We checked into one of the two guesthouses in the town, Vilada Guesthouse (100,000k/$12.30, w AC) and spent the rest of the day relaxing.
In the morning, we grabbed breakfast at a place across the street from Vilada. They served up a fantastic bowl of pho and readied us for the bus ride to Vientiane (60,000k/$7.40).
Vientiane is the capital city of Laos. It has a large expat community so it has plenty of restaurants that serve non-Laos food, something that we had been craving after eating Laos food for the past 2 weeks. Our first stop was to Taj Mahal for Indian food. It was tasty and reasonably priced. We spent the next few days bouncing between restaurants: Korean, Chinese, burgers, Middle Eastern, Thai, with maybe one or two stopovers for Laos food (it is delicious!).
Our first night in the city we stayed at Syri 2 Guesthouse. Not the most impressive place. Our room was a windowless box with plain white walls but had AC and — oh what’s this? Bedbugs! We let the guy at the front desk know and he gave us a different room which was a windowless box with plain white walls and no AC. Sweat plus paranoia does not equal sleep.

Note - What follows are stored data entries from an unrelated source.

//! Account registration, login and password recovery handlers

use axum::extract::State;
use axum::http::StatusCode;
use axum::response::IntoResponse;
use axum::Json;
use outdoor_common::{Error, User, UserProfile};
use serde::{Deserialize, Serialize};
use std::sync::Arc;
use tracing::info;

use crate::auth::{hash_password, verify_password, AuthUser, TokenPurpose};
use crate::handlers::ApiError;
use crate::AppState;

#[derive(Debug, Deserialize)]
pub struct RegisterRequest {
    pub name: String,
    pub email: String,
    pub password: String,
}

#[derive(Debug, Deserialize)]
pub struct LoginRequest {
    pub email: String,
    pub password: String,
}

/// User plus a fresh session token
#[derive(Debug, Serialize)]
pub struct SessionResponse {
    pub user: UserProfile,
    pub token: String,
}

#[derive(Debug, Serialize)]
pub struct ProfileResponse {
    pub user: UserProfile,
}

#[derive(Debug, Deserialize)]
pub struct RecoverPasswordRequest {
    pub email: String,
}

/// Always the same message whether the email exists or not; the token is
/// only present when it does. There is no mail delivery in this service.
#[derive(Debug, Serialize)]
pub struct RecoverPasswordResponse {
    pub message: String,
    #[serde(skip_serializing_if = "Option::is_none")]
    pub token: Option<String>,
}

#[derive(Debug, Deserialize)]
pub struct ResetPasswordRequest {
    pub token: String,
    pub new_password: String,
}

#[derive(Debug, Serialize)]
pub struct MessageResponse {
    pub message: String,
}

/// Create an account and return it with a session token
pub async fn register_handler(
    State(state): State<Arc<AppState>>,
    Json(payload): Json<RegisterRequest>,
) -> Result<impl IntoResponse, ApiError> {
    if payload.name.trim().is_empty()
        || payload.email.trim().is_empty()
        || payload.password.is_empty()
    {
        return Err(Error::Validation("name, email and password are required".to_string()).into());
    }

    let password_hash = hash_password(&payload.password)?;
    let user = User::new(payload.name, payload.email, password_hash);

    state.storage.lock().await.create_user(&user).await?;
    info!("Registered user {}", user.email);

    let token = state.tokens.issue_session(&user.id)?;

    Ok((
        StatusCode::CREATED,
        Json(SessionResponse {
            user: UserProfile::from(&user),
            token,
        }),
    ))
}

/// Verify credentials and return the user with a session token.
///
/// Unknown email and wrong password produce the same response so the
/// endpoint does not leak which one failed.
pub async fn login_handler(
    State(state): State<Arc<AppState>>,
    Json(payload): Json<LoginRequest>,
) -> Result<Json<SessionResponse>, ApiError> {
    if payload.email.trim().is_empty() || payload.password.is_empty() {
        return Err(Error::Validation("email and password are required".to_string()).into());
    }

    let user = state
        .storage
        .lock()
        .await
        .get_user_by_email(&payload.email)
        .await?
        .ok_or(Error::InvalidCredentials)?;

    if !verify_password(&payload.password, &user.password_hash) {
        return Err(Error::InvalidCredentials.into());
    }

    info!("User {} logged in", user.email);
    let token = state.tokens.issue_session(&user.id)?;

    Ok(Json(SessionResponse {
        user: UserProfile::from(&user),
        token,
    }))
}

/// Return the caller's own profile
pub async fn me_handler(AuthUser(user): AuthUser) -> Json<ProfileResponse> {
    Json(ProfileResponse {
        user: UserProfile::from(&user),
    })
}

/// Issue a short-lived reset token for an account
pub async fn recover_password_handler(
    State(state): State<Arc<AppState>>,
    Json(payload): Json<RecoverPasswordRequest>,
) -> Result<Json<RecoverPasswordResponse>, ApiError> {
    if payload.email.trim().is_empty() {
        return Err(Error::Validation("email is required".to_string()).into());
    }

    let user = state
        .storage
        .lock()
        .await
        .get_user_by_email(&payload.email)
        .await?;

    let token = match user {
        Some(user) => Some(state.tokens.issue_reset(&user.id)?),
        None => None,
    };

    Ok(Json(RecoverPasswordResponse {
        message: "If the email exists, you will receive password recovery instructions."
            .to_string(),
        token,
    }))
}

/// Consume a reset token and set a new password
pub async fn reset_password_handler(
    State(state): State<Arc<AppState>>,
    Json(payload): Json<ResetPasswordRequest>,
) -> Result<Json<MessageResponse>, ApiError> {
    if payload.token.is_empty() || payload.new_password.is_empty() {
        return Err(Error::Validation("token and new password are required".to_string()).into());
    }

    let user_id = state.tokens.verify(&payload.token, TokenPurpose::Reset)?;

    let mut storage = state.storage.lock().await;
    let mut user = storage
        .get_user(&user_id)
        .await?
        .ok_or(Error::TokenInvalid)?;

    user.password_hash = hash_password(&payload.new_password)?;
    storage.put_user(&user).await?;

    info!("Password reset for user {}", user.id);
    Ok(Json(MessageResponse {
        message: "Password updated successfully".to_string(),
    }))
}
//! Domain models shared between the API service and its storage layer

use chrono::{DateTime, Utc};
use serde::{Deserialize, Serialize};
use uuid::Uuid;

/// Account role
#[derive(Debug, Clone, Copy, PartialEq, Eq, Serialize, Deserialize)]
#[serde(rename_all = "lowercase")]
pub enum Role {
    Customer,
    Admin,
}

/// User account record
///
/// The stored document keeps the argon2 hash; it never leaves the service.
/// Handlers expose [`UserProfile`] instead.
#[derive(Debug, Clone, Serialize, Deserialize)]
pub struct User {
    pub id: String,
    pub name: String,
    pub email: String,
    pub password_hash: String,
    pub role: Role,
    pub created_at: DateTime<Utc>,
}

impl User {
    /// Create a new customer account with an already-hashed password
    pub fn new(name: String, email: String, password_hash: String) -> Self {
        Self {
            id: Uuid::new_v4().to_string(),
            name,
            email,
            password_hash,
            role: Role::Customer,
            created_at: Utc::now(),
        }
    }
}

/// Public view of a user, safe to return to clients
#[derive(Debug, Clone, Serialize, Deserialize)]
pub struct UserProfile {
    pub id: String,
    pub name: String,
    pub email: String,
    pub role: Role,
    pub created_at: DateTime<Utc>,
}

impl From<&User> for UserProfile {
    fn from(user: &User) -> Self {
        Self {
            id: user.id.clone(),
            name: user.name.clone(),
            email: user.email.clone(),
            role: user.role,
            created_at: user.created_at,
        }
    }
}

/// Display technology of an outdoor
#[derive(Debug, Clone, Copy, PartialEq, Eq, Serialize, Deserialize)]
#[serde(rename_all = "lowercase")]
pub enum OutdoorKind {
    Led,
    Lcd,
    Projector,
}

/// Operational status of an outdoor
#[derive(Debug, Clone, Copy, PartialEq, Eq, Serialize, Deserialize)]
#[serde(rename_all = "lowercase")]
pub enum OutdoorStatus {
    Active,
    Inactive,
    Maintenance,
}

/// Outdoor (billboard display) record
#[derive(Debug, Clone, Serialize, Deserialize)]
pub struct Outdoor {
    pub id: String,

    pub name: String,

    /// Free-form location string
    pub location: String,

    pub kind: OutdoorKind,

    /// Unique lookup code for playback clients; immutable once assigned
    pub public_code: String,

    pub status: OutdoorStatus,

    /// Owning user id
    pub owner_id: String,

    /// Linked advertisement ids, mirrored on each ad's `outdoor_ids`
    pub ad_ids: Vec<String>,

    pub created_at: DateTime<Utc>,
    pub updated_at: DateTime<Utc>,
}

impl Outdoor {
    /// Create a new outdoor; the public code is assigned by the storage
    /// layer once a unique one has been reserved.
    pub fn new(name: String, location: String, kind: OutdoorKind, owner_id: String) -> Self {
        let now = Utc::now();
        Self {
            id: Uuid::new_v4().to_string(),
            name,
            location,
            kind,
            public_code: String::new(),
            status: OutdoorStatus::Active,
            owner_id,
            ad_ids: Vec::new(),
            created_at: now,
            updated_at: now,
        }
    }
}

/// Media kind of an advertisement
#[derive(Debug, Clone, Copy, PartialEq, Eq, Serialize, Deserialize)]
#[serde(rename_all = "lowercase")]
pub enum MediaKind {
    Image,
    Video,
}

impl MediaKind {
    /// Whether a MIME type agrees with this declared kind
    pub fn matches_mime(&self, mime: &str) -> bool {
        match self {
            MediaKind::Image => mime.starts_with("image/"),
            MediaKind::Video => mime.starts_with("video/"),
        }
    }
}

/// Advertisement status
#[derive(Debug, Clone, Copy, PartialEq, Eq, Serialize, Deserialize)]
#[serde(rename_all = "lowercase")]
pub enum AdStatus {
    Active,
    Inactive,
}

/// Advertisement record
#[derive(Debug, Clone, Serialize, Deserialize)]
pub struct Ad {
    pub id: String,

    pub title: String,

    pub kind: MediaKind,

    /// Stored filename in the media store
    pub file: String,

    /// Playback duration in seconds, always positive
    pub duration_secs: u32,

    /// Owning user id
    pub owner_id: String,

    pub status: AdStatus,

    /// Linked outdoor ids, mirrored on each outdoor's `ad_ids`
    pub outdoor_ids: Vec<String>,

    pub created_at: DateTime<Utc>,
    pub updated_at: DateTime<Utc>,
}

impl Ad {
    /// Create a new active advertisement referencing a stored file
    pub fn new(
        title: String,
        kind: MediaKind,
        file: String,
        duration_secs: u32,
        owner_id: String,
    ) -> Self {
        let now = Utc::now();
        Self {
            id: Uuid::new_v4().to_string(),
            title,
            kind,
            file,
            duration_secs,
            owner_id,
            status: AdStatus::Active,
            outdoor_ids: Vec::new(),
            created_at: now,
            updated_at: now,
        }
    }
}

#[cfg(test)]
mod tests {
    use super::*;

    #[test]
    fn test_role_serialization() {
        assert_eq!(serde_json::to_string(&Role::Customer).unwrap(), "\"customer\"");
        assert_eq!(serde_json::to_string(&Role::Admin).unwrap(), "\"admin\"");
    }

    #[test]
    fn test_status_serialization() {
        assert_eq!(
            serde_json::to_string(&OutdoorStatus::Maintenance).unwrap(),
            "\"maintenance\""
        );
        assert_eq!(serde_json::to_string(&AdStatus::Active).unwrap(), "\"active\"");
        let kind: OutdoorKind = serde_json::from_str("\"projector\"").unwrap();
        assert_eq!(kind, OutdoorKind::Projector);
    }

    #[test]
    fn test_media_kind_matches_mime() {
        assert!(MediaKind::Image.matches_mime("image/png"));
        assert!(!MediaKind::Image.matches_mime("video/mp4"));
        assert!(MediaKind::Video.matches_mime("video/webm"));
        assert!(!MediaKind::Video.matches_mime("image/gif"));
    }

    #[test]
    fn test_profile_omits_password_hash() {
        let user = User::new(
            "Alice".to_string(),
            "alice@example.com".to_string(),
            "$argon2id$fake".to_string(),
        );
        let profile = UserProfile::from(&user);
        let json = serde_json::to_value(&profile).unwrap();
        assert!(json.get("password_hash").is_none());
        assert_eq!(json["email"], "alice@example.com");
    }
}
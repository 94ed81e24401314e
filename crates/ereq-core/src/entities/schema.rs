use std::collections::HashSet;

use serde::Serialize;

use crate::errors::CoreError;

/// Ordered field names shared by every record of a loaded sheet.
///
/// The first column is the key; every other column with a header is a
/// qualification. Columns whose header cell is blank are spacers: they keep
/// their place so later columns stay addressable, but carry no field.
#[derive(Debug, Clone, PartialEq, Eq, Serialize)]
pub struct FieldSchema {
    columns: Vec<String>,
    qualifications: Vec<String>,
}

impl FieldSchema {
    /// Build a schema from a header row, trimming every cell.
    ///
    /// # Errors
    ///
    /// Returns `CoreError::Schema` if the header is empty or names a column
    /// twice.
    pub fn from_header<S: AsRef<str>>(header: &[S]) -> Result<Self, CoreError> {
        let columns: Vec<String> = header.iter().map(|h| h.as_ref().trim().to_string()).collect();
        if columns.is_empty() {
            return Err(CoreError::Schema("header row is empty".into()));
        }

        let mut seen = HashSet::with_capacity(columns.len());
        for name in columns.iter().filter(|n| !n.is_empty()) {
            if !seen.insert(name.as_str()) {
                return Err(CoreError::Schema(format!(
                    "header names column '{name}' more than once"
                )));
            }
        }

        let qualifications = columns[1..]
            .iter()
            .filter(|n| !n.is_empty())
            .cloned()
            .collect();
        Ok(Self {
            columns,
            qualifications,
        })
    }

    /// Name of the key column.
    #[must_use]
    pub fn key_name(&self) -> &str {
        &self.columns[0]
    }

    /// Qualification column names, in sheet order. Spacers are left out.
    #[must_use]
    pub fn qualification_names(&self) -> &[String] {
        &self.qualifications
    }

    /// Every header cell in sheet order, key first, spacers as empty names.
    #[must_use]
    pub fn names(&self) -> &[String] {
        &self.columns
    }

    /// Number of columns, key and spacers included.
    #[must_use]
    pub fn len(&self) -> usize {
        self.columns.len()
    }

    /// Always `false`; a schema has at least the key column.
    #[must_use]
    pub const fn is_empty(&self) -> bool {
        false
    }

    /// Zero-based column index of `name`. Spacers are never found.
    #[must_use]
    pub fn position(&self, name: &str) -> Option<usize> {
        if name.is_empty() {
            return None;
        }
        self.columns.iter().position(|n| n == name)
    }

    /// Zero-based column indexes of the spacer columns.
    pub fn spacer_positions(&self) -> impl Iterator<Item = usize> + '_ {
        self.columns
            .iter()
            .enumerate()
            .skip(1)
            .filter(|(_, n)| n.is_empty())
            .map(|(idx, _)| idx)
    }

    #[must_use]
    pub fn is_qualification(&self, name: &str) -> bool {
        self.qualifications.iter().any(|n| n == name)
    }

    /// A schema with the same key column and a single qualification.
    ///
    /// Used by the quick-edit path, which diffs and writes one field only.
    ///
    /// # Errors
    ///
    /// Returns `CoreError::Validation` if `name` is not a qualification column.
    pub fn restricted_to(&self, name: &str) -> Result<Self, CoreError> {
        if !self.is_qualification(name) {
            return Err(CoreError::Validation(format!(
                "unknown qualification '{name}'"
            )));
        }
        Ok(Self {
            columns: vec![self.key_name().to_string(), name.to_string()],
            qualifications: vec![name.to_string()],
        })
    }
}
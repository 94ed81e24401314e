//! State of one in-progress record edit.

use std::collections::BTreeMap;

use ereq_core::CoreError;
use ereq_core::entities::Record;
use ereq_core::enums::EditState;

use crate::error::StoreError;

/// A draft of a record's field values plus where the edit is in its
/// lifecycle (see [`EditState`]).
///
/// The draft survives a failed save so the user can retry without
/// re-entering anything.
#[derive(Debug, Clone, PartialEq, Eq)]
pub struct EditSession {
    index: usize,
    record_key: String,
    state: EditState,
    draft: BTreeMap<String, String>,
}

impl EditSession {
    /// An idle edit of the record at `index`.
    #[must_use]
    pub fn new(index: usize, record_key: &str) -> Self {
        Self {
            index,
            record_key: record_key.to_string(),
            state: EditState::Idle,
            draft: BTreeMap::new(),
        }
    }

    #[must_use]
    pub const fn index(&self) -> usize {
        self.index
    }

    #[must_use]
    pub fn record_key(&self) -> &str {
        &self.record_key
    }

    #[must_use]
    pub const fn state(&self) -> EditState {
        self.state
    }

    #[must_use]
    pub const fn draft(&self) -> &BTreeMap<String, String> {
        &self.draft
    }

    /// Open the edit form, seeding the draft from the cached record.
    ///
    /// # Errors
    ///
    /// Returns `StoreError::InvalidTransition` unless idle.
    pub fn begin(&mut self, current: &Record) -> Result<(), StoreError> {
        self.transition(EditState::Editing)?;
        self.draft.clone_from(&current.fields);
        Ok(())
    }

    /// Change one value of the draft.
    ///
    /// # Errors
    ///
    /// Returns `StoreError::InvalidTransition` unless editing.
    pub fn set(&mut self, field: &str, value: &str) -> Result<(), StoreError> {
        self.require(EditState::Editing)?;
        self.draft.insert(field.to_string(), value.to_string());
        Ok(())
    }

    /// Discard the draft and go back to idle.
    ///
    /// # Errors
    ///
    /// Returns `StoreError::InvalidTransition` unless editing or saved.
    pub fn close(&mut self) -> Result<(), StoreError> {
        self.transition(EditState::Idle)?;
        self.draft.clear();
        Ok(())
    }

    /// Go back to editing after a failed save, keeping the draft.
    ///
    /// # Errors
    ///
    /// Returns `StoreError::InvalidTransition` unless the save failed.
    pub fn resume(&mut self) -> Result<(), StoreError> {
        self.transition(EditState::Editing)
    }

    /// Enter `saving` on an explicit commit.
    ///
    /// # Errors
    ///
    /// Returns `StoreError::InvalidTransition` unless editing.
    pub fn start_save(&mut self) -> Result<(), StoreError> {
        self.transition(EditState::Saving)
    }

    /// Record how the save ended.
    ///
    /// # Errors
    ///
    /// Returns `StoreError::InvalidTransition` unless saving.
    pub fn finish_save(&mut self, succeeded: bool) -> Result<(), StoreError> {
        self.transition(if succeeded {
            EditState::Saved
        } else {
            EditState::SaveFailed
        })
    }

    fn require(&self, expected: EditState) -> Result<(), StoreError> {
        if self.state == expected {
            Ok(())
        } else {
            Err(self.invalid(expected))
        }
    }

    fn transition(&mut self, next: EditState) -> Result<(), StoreError> {
        if !self.state.can_transition_to(next) {
            return Err(self.invalid(next));
        }
        tracing::debug!(key = %self.record_key, from = %self.state, to = %next, "edit state");
        self.state = next;
        Ok(())
    }

    fn invalid(&self, to: EditState) -> StoreError {
        CoreError::InvalidTransition {
            entity: "edit".into(),
            key: self.record_key.clone(),
            from: self.state.to_string(),
            to: to.to_string(),
        }
        .into()
    }
}
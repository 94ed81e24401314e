//! # ereq-store
//!
//! Sheet-backed record store with an append-only changelog.
//!
//! Loads the records tab into a [`RecordCache`] and the changelog into an
//! [`AuditLog`] (newest first, with a last-updated index per record). Saves
//! overwrite the record remotely, update the cache, and append one changelog
//! row per changed field. A failed changelog append is reported as a warning,
//! never as a failed save.

pub mod access;
pub mod audit;
pub mod commit;
pub mod edit;
pub mod error;
pub mod records;
pub mod session;
pub mod store;
mod test_support;

pub use audit::AuditLog;
pub use commit::{CommitOutcome, compute_changes};
pub use edit::EditSession;
pub use error::StoreError;
pub use records::RecordCache;
pub use session::Session;
pub use store::EntryStore;
//! Allow-list check against the access tab.

use std::collections::HashSet;

use ereq_sheets::{SheetLayout, SheetsApi};

use crate::error::StoreError;

/// Every cell that looks like an email address, trimmed and lower-cased.
#[must_use]
pub fn allowed_identities<R: AsRef<[S]>, S: AsRef<str>>(rows: &[R]) -> HashSet<String> {
    rows.iter()
        .flat_map(|row| row.as_ref().iter())
        .map(|cell| cell.as_ref().trim().to_lowercase())
        .filter(|cell| cell.contains('@'))
        .collect()
}

/// Check that `email` is on the access list.
///
/// # Errors
///
/// Returns `StoreError::RemoteRead` if the list cannot be read and
/// `StoreError::AccessDenied` if the email is not on it.
pub async fn verify<S: SheetsApi + ?Sized>(
    sheets: &S,
    layout: &SheetLayout,
    email: &str,
) -> Result<(), StoreError> {
    let rows = sheets
        .read_range(&layout.access_range())
        .await
        .map_err(|source| StoreError::RemoteRead {
            what: "access list",
            source,
        })?;

    let allowed = allowed_identities(&rows);
    if allowed.contains(&email.trim().to_lowercase()) {
        tracing::debug!(email, "access granted");
        Ok(())
    } else {
        tracing::warn!(email, allowed = allowed.len(), "access denied");
        Err(StoreError::AccessDenied {
            email: email.to_string(),
        })
    }
}

#[cfg(test)]
mod tests {
    use super::*;
    use crate::test_support::MemorySheets;
    use pretty_assertions::assert_eq;

    #[test]
    fn identities_are_normalised() {
        let allowed = allowed_identities(&[
            vec!["Email".to_string()],
            vec!["  Ana@Uni.EDU ".to_string()],
            vec![String::new()],
            vec!["not an address".to_string()],
            vec!["bo@uni.edu".to_string(), "extra@uni.edu".to_string()],
        ]);
        let mut sorted: Vec<&str> = allowed.iter().map(String::as_str).collect();
        sorted.sort_unstable();
        assert_eq!(sorted, ["ana@uni.edu", "bo@uni.edu", "extra@uni.edu"]);
    }

    #[tokio::test]
    async fn listed_email_passes_case_insensitively() {
        let sheets = MemorySheets::new().with_range("Access!A:A", &[&["Email"], &["ana@uni.edu"]]);
        verify(&sheets, &SheetLayout::default(), "Ana@Uni.edu")
            .await
            .unwrap();
    }

    #[tokio::test]
    async fn unlisted_email_is_denied() {
        let sheets = MemorySheets::new().with_range("Access!A:A", &[&["ana@uni.edu"]]);
        let err = verify(&sheets, &SheetLayout::default(), "eve@else.com")
            .await
            .unwrap_err();
        assert_eq!(err.to_string(), "eve@else.com does not have access to this sheet");
    }

    #[tokio::test]
    async fn unreadable_list_is_remote_read() {
        let sheets = MemorySheets::new();
        sheets.fail_read("Access!A:A", "Unable to parse range: Access!A:A");
        let result = verify(&sheets, &SheetLayout::default(), "ana@uni.edu").await;
        assert!(matches!(result, Err(StoreError::RemoteRead { what: "access list", .. })));
    }
}
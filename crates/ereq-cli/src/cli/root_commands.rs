use clap::{Args, Subcommand};

use crate::cli::subcommands::AuthCommands;

/// Top-level command tree.
#[derive(Clone, Debug, Subcommand)]
pub enum Commands {
    /// Save the spreadsheet and OAuth client to use.
    Setup(SetupArgs),
    /// Authentication.
    Auth {
        #[command(subcommand)]
        action: AuthCommands,
    },
    /// List programmes with how complete their requirements are.
    List(ListArgs),
    /// Show the requirements that apply to one programme.
    View(ProgrammeArgs),
    /// Save several fields of a programme at once.
    Edit(EditArgs),
    /// Quick-edit a single field of a programme.
    Set(SetArgs),
    /// Changes made to one programme, newest first.
    History(ProgrammeArgs),
    /// Most recent changes across all programmes.
    Changelog,
    /// Print a programme's requirements as a table for pasting elsewhere.
    Export(ExportArgs),
}

#[derive(Clone, Debug, Args)]
pub struct SetupArgs {
    /// Spreadsheet id (the long id in the sheet URL).
    #[arg(long)]
    pub spreadsheet_id: String,
    /// Google OAuth client id.
    #[arg(long)]
    pub client_id: String,
    /// Google OAuth client secret (desktop clients).
    #[arg(long)]
    pub client_secret: Option<String>,
}

#[derive(Clone, Debug, Args)]
pub struct ListArgs {
    /// Only programmes whose name contains this text (case-insensitive).
    #[arg(short, long)]
    pub search: Option<String>,
}

#[derive(Clone, Debug, Args)]
pub struct ProgrammeArgs {
    /// Programme name, as in the first column of the sheet.
    pub programme: String,
}

#[derive(Clone, Debug, Args)]
pub struct EditArgs {
    /// Programme name.
    pub programme: String,
    /// Set a field: "Field=Value". Repeatable.
    #[arg(long = "set", value_name = "FIELD=VALUE")]
    pub set: Vec<String>,
    /// Empty a field. Repeatable.
    #[arg(long, value_name = "FIELD")]
    pub clear: Vec<String>,
}

#[derive(Clone, Debug, Args)]
pub struct SetArgs {
    /// Programme name.
    pub programme: String,
    /// Qualification column to change.
    pub field: String,
    /// New value; pass "" to clear.
    pub value: String,
}

#[derive(Clone, Debug, Args)]
pub struct ExportArgs {
    /// Programme name.
    pub programme: String,
    /// Export format: text, html
    #[arg(long = "as", default_value = "text")]
    pub kind: String,
}
//! Errors raised while building domain values from sheet cells.
//!
//! Remote and storage failures live in their own crates (`SheetsError`,
//! `StoreError`).

use thiserror::Error;

#[derive(Debug, Error)]
pub enum CoreError {
    /// An edit session was asked to move somewhere its state does not allow.
    #[error("Invalid state transition: {entity} '{key}' from {from} to {to}")]
    InvalidTransition {
        entity: String,
        key: String,
        from: String,
        to: String,
    },

    /// The header row does not describe a usable schema.
    #[error("Schema error: {0}")]
    Schema(String),

    /// A value or field name does not fit the schema.
    #[error("Validation error: {0}")]
    Validation(String),
}

#[cfg(test)]
mod tests {
    use super::CoreError;

    #[test]
    fn transition_error_names_the_record() {
        let err = CoreError::InvalidTransition {
            entity: "edit".into(),
            key: "Law".into(),
            from: "idle".into(),
            to: "saving".into(),
        };
        assert_eq!(
            err.to_string(),
            "Invalid state transition: edit 'Law' from idle to saving"
        );
    }
}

The next day we switched to our first choice (which was full on the day we arrived) Mixay Paradise. It was the same price (100,000k/$12.30) as Syri but comparing the two would be like comparing a toilet bowl to a cereal bowl. Mixay had it going on. Spotless rooms with a view over the neighbouring temple; a big breakfast that included eggs, a baguette with butter and jam, fruit, fried noodles, chicken curry and rice, juice, and coffee or tea (all for just 10,000k/$1.25); friendly staff; a convenient location; an elevator!
Despite the maddening heat we managed to do a bit of a walking tour; stopping off at Victory monument (Laos’ version of the Arc de Triomphe), Wat Sisaket (the oldest temple in the city and home to over 2000 Buddha statues), That Dam (stupa that was once covered in gold), and Talat Sao (Vientiane’s biggest market). We ended our day with some frames and some beers at the local bowling alley. It’s not the most modern facility but it sure was a good time.
We were in love with Vientiane, but the city was about to change. The next day was the first day of Pi Mai, the Laos New Year. The streets of Vientiane wouldn’t be the same. Let the chaos begin!